With nothing added or dropped, output every record below exactly.
*** Opening GIVEN DATA ***
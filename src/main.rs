//! # batchdex CLI (`bdx`)
//!
//! ## Usage
//!
//! ```bash
//! bdx --config ./config/bdx.toml <command>
//! ```
//!
//! ## Commands
//!
//! | Command | Description |
//! |---------|-------------|
//! | `bdx init` | Create the SQLite database and the organizations table |
//! | `bdx ingest <batch>` | Fetch a batch from the catalog and persist it |
//! | `bdx list` | Print the stored organizations as a table |
//! | `bdx show [--pick n]` | Select one record, print details, scrape contact info |
//!
//! `<batch>` accepts either a raw batch name (`"Summer 2023"`) or a catalog
//! URL carrying a `batch` query parameter.

mod config;
mod db;
mod enrich;
mod error;
mod fetch;
mod ingest;
mod listing;
mod models;
mod select;
mod store;

use anyhow::{bail, Context, Result};
use clap::{Parser, Subcommand};
use std::path::PathBuf;

/// batchdex — a local catalog of organization records ingested per batch.
#[derive(Parser)]
#[command(
    name = "bdx",
    about = "batchdex — fetch organization batches from a remote catalog into a local SQLite store",
    version
)]
struct Cli {
    /// Path to configuration file (TOML).
    ///
    /// Defaults to `./config/bdx.toml`. Catalog credentials and the
    /// database path are read from this file.
    #[arg(long, global = true, default_value = "./config/bdx.toml")]
    config: PathBuf,

    #[command(subcommand)]
    command: Commands,
}

#[derive(Subcommand)]
enum Commands {
    /// Initialize the database schema.
    ///
    /// Creates the SQLite file and the organizations table. Idempotent —
    /// running it multiple times is safe and never destroys data.
    Init,

    /// Fetch a batch from the catalog and persist it.
    ///
    /// One network request, one transaction. Records whose slug is already
    /// stored are skipped; re-ingesting the same batch is a no-op.
    Ingest {
        /// Batch name (e.g. "Summer 2023") or a catalog URL with a
        /// `batch` query parameter.
        batch: String,
    },

    /// Print the stored organizations as a table, ordered by name.
    List,

    /// Select one organization and print its details.
    ///
    /// Prompts on stdin unless `--pick` is given. Also attempts a
    /// best-effort contact scrape of the organization's website; scrape
    /// failures are warnings, not errors.
    Show {
        /// Select by index (as shown by the prompt) instead of prompting.
        #[arg(long)]
        pick: Option<usize>,
    },
}

/// Accept either a raw batch name or a catalog companies-page URL such as
/// `https://catalog.example/companies?batch=Winter%202022`, from which the
/// `batch` query parameter is extracted.
fn resolve_batch_arg(arg: &str) -> Result<String> {
    if arg.starts_with("http://") || arg.starts_with("https://") {
        let parsed = url::Url::parse(arg).with_context(|| format!("failed to parse URL: {}", arg))?;
        let batch = parsed
            .query_pairs()
            .find(|(key, _)| key == "batch")
            .map(|(_, value)| value.into_owned());
        return match batch {
            Some(b) if !b.is_empty() => Ok(b),
            _ => bail!("no batch parameter found in URL: {}", arg),
        };
    }
    Ok(arg.to_string())
}

#[tokio::main]
async fn main() -> Result<()> {
    let cli = Cli::parse();
    let cfg = config::load_config(&cli.config)?;

    match cli.command {
        Commands::Init => {
            let pool = db::connect(&cfg).await?;
            store::initialize(&pool).await?;
            pool.close().await;
            println!("Database initialized successfully.");
        }
        Commands::Ingest { batch } => {
            let batch = resolve_batch_arg(&batch)?;
            ingest::run_ingest(&cfg, &batch).await?;
        }
        Commands::List => {
            listing::run_list(&cfg).await?;
        }
        Commands::Show { pick } => {
            select::run_show(&cfg, pick).await?;
        }
    }

    Ok(())
}
#[test]
fn test_failed_update_is_dropped() {
    let (host, container, _queue, root) = setup();
    let (counter_slot, bad_slot): (Slot<i32>, Slot<bool>) = Default::default();
    root.flush_sync(|| root.render(counter_and_bad(counter_slot.clone(), bad_slot.clone(), false)))
        .unwrap();
    let set_count = counter_slot.borrow().clone().unwrap();
    let set_broken = bad_slot.borrow().clone().unwrap();

    assert!(is_render_error(root.flush_sync(|| set_broken.set(true)), "Bad"));

    // An unrelated update renders from the last committed tree.
    root.flush_sync(|| set_count.set(1)).unwrap();
    assert_eq!(host.to_markup(container), "<div><span>1</span><i></i></div>");
    assert_eq!(root.pending_lanes(), Lanes::empty());

    // The dropped value is not the cell's value, so sending it again renders again.
    assert!(is_render_error(root.flush_sync(|| set_broken.set(true)), "Bad"));
    root.flush_sync(|| set_broken.set(false)).unwrap();
    assert_eq!(host.to_markup(container), "<div><span>1</span><i></i></div>");
}

#[test]
fn test_render_phase_update_to_another_component() {
    let (host, container, _queue, root) = setup();
    let slot: Slot<i32> = Rc::new(RefCell::new(None));

    let exposed = slot.clone();
    let b = FunctionComponent::from_closure("B", move |hooks: &mut Hooks, _: &Props| {
        let (value, set_value) = hooks.use_state(|| 0);
        *exposed.borrow_mut() = Some(set_value);
        Ok(h("b").child(value).build())
    });
    let a_renders = Rc::new(Cell::new(0));
    let renders = a_renders.clone();
    let a = FunctionComponent::from_closure("A", move |_: &mut Hooks, _: &Props| {
        renders.set(renders.get() + 1);
        if let Some(set_b) = slot.borrow().as_ref() {
            set_b.set(7);
        }
        Ok(h("a").build())
    });

    root.flush_sync(|| root.render(h("div").child(component_of(&b)).child(component_of(&a))))
        .unwrap();

    // Deferred until the first commit, then rendered before flush returns.
    assert_eq!(host.to_markup(container), "<div><b>7</b><a></a></div>");
    assert_eq!(a_renders.get(), 1);
    assert_eq!(root.pending_lanes(), Lanes::empty());
}

#[test]
fn test_changing_state_cell_count_is_fatal() {
    let (_host, _container, _queue, root) = setup();
    let slot: Rc<RefCell<Option<SetState<bool>>>> = Rc::new(RefCell::new(None));
    let shared = slot.clone();
    let app = FunctionComponent::from_closure("Conditional", move |hooks: &mut Hooks, _: &Props| {
        let (extra, set_extra) = hooks.use_state(|| false);
        *shared.borrow_mut() = Some(set_extra);
        if extra {
            let _ = hooks.use_state(|| 0u8);
        }
        Ok(Node::Empty)
    });
    root.flush_sync(|| root.render(component_of(&app))).unwrap();

    let set = slot.borrow().clone().unwrap();
    let err = root.flush_sync(|| set.set(true)).unwrap_err();

    assert!(matches!(
        err,
        ReconcileError::StateCellCountMismatch {
            previous: 1,
            rendered: 2
        }
    ));
    assert!(err.is_fatal());
}

#[test]
fn test_nested_update_limit() {
    let mut config = ReconcilerConfig::default();
    config.nested_update_limit = 5;
    let (_host, _container, _queue, root) = setup_with(config);

    fn runaway(hooks: &mut Hooks, _: &Props) -> RenderResult {
        let (n, set_n) = hooks.use_state(|| 0);
        hooks.use_layout_effect(
            move || {
                set_n.set(n + 1);
                None
            },
            None::<()>,
        );
        Ok(Node::from(n))
    }

    let result = root.flush_sync(|| root.render(component("Runaway", runaway)));
    assert!(matches!(result, Err(ReconcileError::NestedUpdateLimit { limit: 5 })));
}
*** Closing GIVEN DATA ***
RESPONSE AREA -
filename src/main.rs
//! # batchdex CLI (`bdx`)
//!
//! ## Usage
//!
//! ```bash
//! bdx --config ./config/bdx.toml <command>
//! ```
//!
//! ## Commands
//!
//! | Command | Description |
//! |---------|-------------|
//! | `bdx init` | Create the SQLite database and the organizations table |
//! | `bdx ingest <batch>` | Fetch a batch from the catalog and persist it |
//! | `bdx list` | Print the stored organizations as a table |
//! | `bdx show [--pick n]` | Select one record, print details, scrape contact info |
//!
//! `<batch>` accepts either a raw batch name (`"Summer 2023"`) or a catalog
//! URL carrying a `batch` query parameter.

mod config;
mod db;
mod enrich;
mod error;
mod fetch;
mod ingest;
mod listing;
mod models;
mod select;
mod store;

use anyhow::{bail, Context, Result};
use clap::{Parser, Subcommand};
use std::path::PathBuf;

/// batchdex — a local catalog of organization records ingested per batch.
#[derive(Parser)]
#[command(
    name = "bdx",
    about = "batchdex — fetch organization batches from a remote catalog into a local SQLite store",
    version
)]
struct Cli {
    /// Path to configuration file (TOML).
    ///
    /// Defaults to `./config/bdx.toml`. Catalog credentials and the
    /// database path are read from this file.
    #[arg(long, global = true, default_value = "./config/bdx.toml")]
    config: PathBuf,

    #[command(subcommand)]
    command: Commands,
}

#[derive(Subcommand)]
enum Commands {
    /// Initialize the database schema.
    ///
    /// Creates the SQLite file and the organizations table. Idempotent —
    /// running it multiple times is safe and never destroys data.
    Init,

    /// Fetch a batch from the catalog and persist it.
    ///
    /// One network request, one transaction. Records whose slug is already
    /// stored are skipped; re-ingesting the same batch is a no-op.
    Ingest {
        /// Batch name (e.g. "Summer 2023") or a catalog URL with a
        /// `batch` query parameter.
        batch: String,
    },

    /// Print the stored organizations as a table, ordered by name.
    List,

    /// Select one organization and print its details.
    ///
    /// Prompts on stdin unless `--pick` is given. Also attempts a
    /// best-effort contact scrape of the organization's website; scrape
    /// failures are warnings, not errors.
    Show {
        /// Select by index (as shown by the prompt) instead of prompting.
        #[arg(long)]
        pick: Option<usize>,
    },
}

/// Accept either a raw batch name or a catalog companies-page URL such as
/// `https://catalog.example/companies?batch=Winter%202022`, from which the
/// `batch` query parameter is extracted.
fn resolve_batch_arg(arg: &str) -> Result<String> {
    if arg.starts_with("http://") || arg.starts_with("https://") {
        let parsed = url::Url::parse(arg).with_context(|| format!("failed to parse URL: {}", arg))?;
        let batch = parsed
            .query_pairs()
            .find(|(key, _)| key == "batch")
            .map(|(_, value)| value.into_owned());
        return match batch {
            Some(b) if !b.is_empty() => Ok(b),
            _ => bail!("no batch parameter found in URL: {}", arg),
        };
    }
    Ok(arg.to_string())
}

#[tokio::main]
async fn main() -> Result<()> {
    let cli = Cli::parse();
    let cfg = config::load_config(&cli.config)?;

    match cli.command {
        Commands::Init => {
            let pool = db::connect(&cfg).await?;
            store::initialize(&pool).await?;
            pool.close().await;
            println!("Database initialized successfully.");
        }
        Commands::Ingest { batch } => {
            let batch = resolve_batch_arg(&batch)?;
            ingest::run_ingest(&cfg, &batch).await?;
        }
        Commands::List => {
            listing::run_list(&cfg).await?;
        }
        Commands::Show { pick } => {
            select::run_show(&cfg, pick).await?;
        }
    }

    Ok(())
}
#[test]
fn test_failed_update_is_dropped() {
    let (host, container, _queue, root) = setup();
    let (counter_slot, bad_slot): (Slot<i32>, Slot<bool>) = Default::default();
    root.flush_sync(|| root.render(counter_and_bad(counter_slot.clone(), bad_slot.clone(), false)))
        .unwrap();
    let set_count = counter_slot.borrow().clone().unwrap();
    let set_broken = bad_slot.borrow().clone().unwrap();

    assert!(is_render_error(root.flush_sync(|| set_broken.set(true)), "Bad"));

    // An unrelated update renders from the last committed tree.
    root.flush_sync(|| set_count.set(1)).unwrap();
    assert_eq!(host.to_markup(container), "<div><span>1</span><i></i></div>");
    assert_eq!(root.pending_lanes(), Lanes::empty());

    // The dropped value is not the cell's value, so sending it again renders again.
    assert!(is_render_error(root.flush_sync(|| set_broken.set(true)), "Bad"));
    root.flush_sync(|| set_broken.set(false)).unwrap();
    assert_eq!(host.to_markup(container), "<div><span>1</span><i></i></div>");
}

#[test]
fn test_render_phase_update_to_another_component() {
    let (host, container, _queue, root) = setup();
    let slot: Slot<i32> = Rc::new(RefCell::new(None));

    let exposed = slot.clone();
    let b = FunctionComponent::from_closure("B", move |hooks: &mut Hooks, _: &Props| {
        let (value, set_value) = hooks.use_state(|| 0);
        *exposed.borrow_mut() = Some(set_value);
        Ok(h("b").child(value).build())
    });
    let a_renders = Rc::new(Cell::new(0));
    let renders = a_renders.clone();
    let a = FunctionComponent::from_closure("A", move |_: &mut Hooks, _: &Props| {
        renders.set(renders.get() + 1);
        if let Some(set_b) = slot.borrow().as_ref() {
            set_b.set(7);
        }
        Ok(h("a").build())
    });

    root.flush_sync(|| root.render(h("div").child(component_of(&b)).child(component_of(&a))))
        .unwrap();

    // Deferred until the first commit, then rendered before flush returns.
    assert_eq!(host.to_markup(container), "<div><b>7</b><a></a></div>");
    assert_eq!(a_renders.get(), 1);
    assert_eq!(root.pending_lanes(), Lanes::empty());
}

#[test]
fn test_changing_state_cell_count_is_fatal() {
    let (_host, _container, _queue, root) = setup();
    let slot: Rc<RefCell<Option<SetState<bool>>>> = Rc::new(RefCell::new(None));
    let shared = slot.clone();
    let app = FunctionComponent::from_closure("Conditional", move |hooks: &mut Hooks, _: &Props| {
        let (extra, set_extra) = hooks.use_state(|| false);
        *shared.borrow_mut() = Some(set_extra);
        if extra {
            let _ = hooks.use_state(|| 0u8);
        }
        Ok(Node::Empty)
    });
    root.flush_sync(|| root.render(component_of(&app))).unwrap();

    let set = slot.borrow().clone().unwrap();
    let err = root.flush_sync(|| set.set(true)).unwrap_err();

    assert!(matches!(
        err,
        ReconcileError::StateCellCountMismatch {
            previous: 1,
            rendered: 2
        }
    ));
    assert!(err.is_fatal());
}

#[test]
fn test_nested_update_limit() {
    let mut config = ReconcilerConfig::default();
    config.nested_update_limit = 5;
    let (_host, _container, _queue, root) = setup_with(config);

    fn runaway(hooks: &mut Hooks, _: &Props) -> RenderResult {
        let (n, set_n) = hooks.use_state(|| 0);
        hooks.use_layout_effect(
            move || {
                set_n.set(n + 1);
                None
            },
            None::<()>,
        );
        Ok(Node::from(n))
    }

    let result = root.flush_sync(|| root.render(component("Runaway", runaway)));
    assert!(matches!(result, Err(ReconcileError::NestedUpdateLimit { limit: 5 })));
}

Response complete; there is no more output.